#### Required action
What is wanted is an exact copy of all the entries.
*** Opening Supplied material ***
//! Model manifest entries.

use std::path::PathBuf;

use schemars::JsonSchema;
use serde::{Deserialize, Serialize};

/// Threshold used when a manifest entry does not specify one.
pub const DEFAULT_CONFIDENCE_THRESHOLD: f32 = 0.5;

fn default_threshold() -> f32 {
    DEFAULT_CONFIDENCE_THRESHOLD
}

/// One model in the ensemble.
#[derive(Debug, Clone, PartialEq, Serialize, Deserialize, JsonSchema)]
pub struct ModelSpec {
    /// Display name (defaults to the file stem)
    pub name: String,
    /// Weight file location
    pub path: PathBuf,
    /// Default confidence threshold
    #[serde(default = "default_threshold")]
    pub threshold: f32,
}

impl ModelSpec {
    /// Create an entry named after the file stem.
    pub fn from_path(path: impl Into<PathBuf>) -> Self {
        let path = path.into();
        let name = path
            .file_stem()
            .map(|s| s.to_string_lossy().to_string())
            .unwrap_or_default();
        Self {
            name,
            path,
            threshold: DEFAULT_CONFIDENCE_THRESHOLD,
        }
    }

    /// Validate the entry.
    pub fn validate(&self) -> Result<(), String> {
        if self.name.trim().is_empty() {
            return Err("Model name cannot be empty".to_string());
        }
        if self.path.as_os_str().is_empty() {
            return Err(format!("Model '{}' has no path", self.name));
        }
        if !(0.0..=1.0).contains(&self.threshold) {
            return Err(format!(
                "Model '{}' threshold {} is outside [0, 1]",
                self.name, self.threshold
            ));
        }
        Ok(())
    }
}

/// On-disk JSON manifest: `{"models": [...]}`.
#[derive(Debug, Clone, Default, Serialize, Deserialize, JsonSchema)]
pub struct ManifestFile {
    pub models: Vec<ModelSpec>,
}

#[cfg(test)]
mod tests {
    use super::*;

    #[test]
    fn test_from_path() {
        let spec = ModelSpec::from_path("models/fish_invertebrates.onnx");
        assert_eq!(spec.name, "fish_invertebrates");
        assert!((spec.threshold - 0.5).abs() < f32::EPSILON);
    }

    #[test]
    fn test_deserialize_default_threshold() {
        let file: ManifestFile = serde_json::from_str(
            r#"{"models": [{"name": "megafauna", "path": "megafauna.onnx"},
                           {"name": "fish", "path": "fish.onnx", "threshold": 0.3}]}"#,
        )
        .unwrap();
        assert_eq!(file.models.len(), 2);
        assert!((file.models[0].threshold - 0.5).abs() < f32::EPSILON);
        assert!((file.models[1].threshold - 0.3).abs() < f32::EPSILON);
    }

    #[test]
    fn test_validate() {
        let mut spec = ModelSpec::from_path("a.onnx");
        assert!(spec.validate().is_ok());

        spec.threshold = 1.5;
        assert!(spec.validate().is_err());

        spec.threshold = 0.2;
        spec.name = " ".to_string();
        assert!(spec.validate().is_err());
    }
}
*** Closing Supplied material ***
#### Written answer
//! Model manifest entries.

use std::path::PathBuf;

use schemars::JsonSchema;
use serde::{Deserialize, Serialize};

/// Threshold used when a manifest entry does not specify one.
pub const DEFAULT_CONFIDENCE_THRESHOLD: f32 = 0.5;

fn default_threshold() -> f32 {
    DEFAULT_CONFIDENCE_THRESHOLD
}

/// One model in the ensemble.
#[derive(Debug, Clone, PartialEq, Serialize, Deserialize, JsonSchema)]
pub struct ModelSpec {
    /// Display name (defaults to the file stem)
    pub name: String,
    /// Weight file location
    pub path: PathBuf,
    /// Default confidence threshold
    #[serde(default = "default_threshold")]
    pub threshold: f32,
}

impl ModelSpec {
    /// Create an entry named after the file stem.
    pub fn from_path(path: impl Into<PathBuf>) -> Self {
        let path = path.into();
        let name = path
            .file_stem()
            .map(|s| s.to_string_lossy().to_string())
            .unwrap_or_default();
        Self {
            name,
            path,
            threshold: DEFAULT_CONFIDENCE_THRESHOLD,
        }
    }

    /// Validate the entry.
    pub fn validate(&self) -> Result<(), String> {
        if self.name.trim().is_empty() {
            return Err("Model name cannot be empty".to_string());
        }
        if self.path.as_os_str().is_empty() {
            return Err(format!("Model '{}' has no path", self.name));
        }
        if !(0.0..=1.0).contains(&self.threshold) {
            return Err(format!(
                "Model '{}' threshold {} is outside [0, 1]",
                self.name, self.threshold
            ));
        }
        Ok(())
    }
}

/// On-disk JSON manifest: `{"models": [...]}`.
#[derive(Debug, Clone, Default, Serialize, Deserialize, JsonSchema)]
pub struct ManifestFile {
    pub models: Vec<ModelSpec>,
}

#[cfg(test)]
mod tests {
    use super::*;

    #[test]
    fn test_from_path() {
        let spec = ModelSpec::from_path("models/fish_invertebrates.onnx");
        assert_eq!(spec.name, "fish_invertebrates");
        assert!((spec.threshold - 0.5).abs() < f32::EPSILON);
    }

    #[test]
    fn test_deserialize_default_threshold() {
        let file: ManifestFile = serde_json::from_str(
            r#"{"models": [{"name": "megafauna", "path": "megafauna.onnx"},
                           {"name": "fish", "path": "fish.onnx", "threshold": 0.3}]}"#,
        )
        .unwrap();
        assert_eq!(file.models.len(), 2);
        assert!((file.models[0].threshold - 0.5).abs() < f32::EPSILON);
        assert!((file.models[1].threshold - 0.3).abs() < f32::EPSILON);
    }

    #[test]
    fn test_validate() {
        let mut spec = ModelSpec::from_path("a.onnx");
        assert!(spec.validate().is_ok());

        spec.threshold = 1.5;
        assert!(spec.validate().is_err());

        spec.threshold = 0.2;
        spec.name = " ".to_string();
        assert!(spec.validate().is_err());
    }
}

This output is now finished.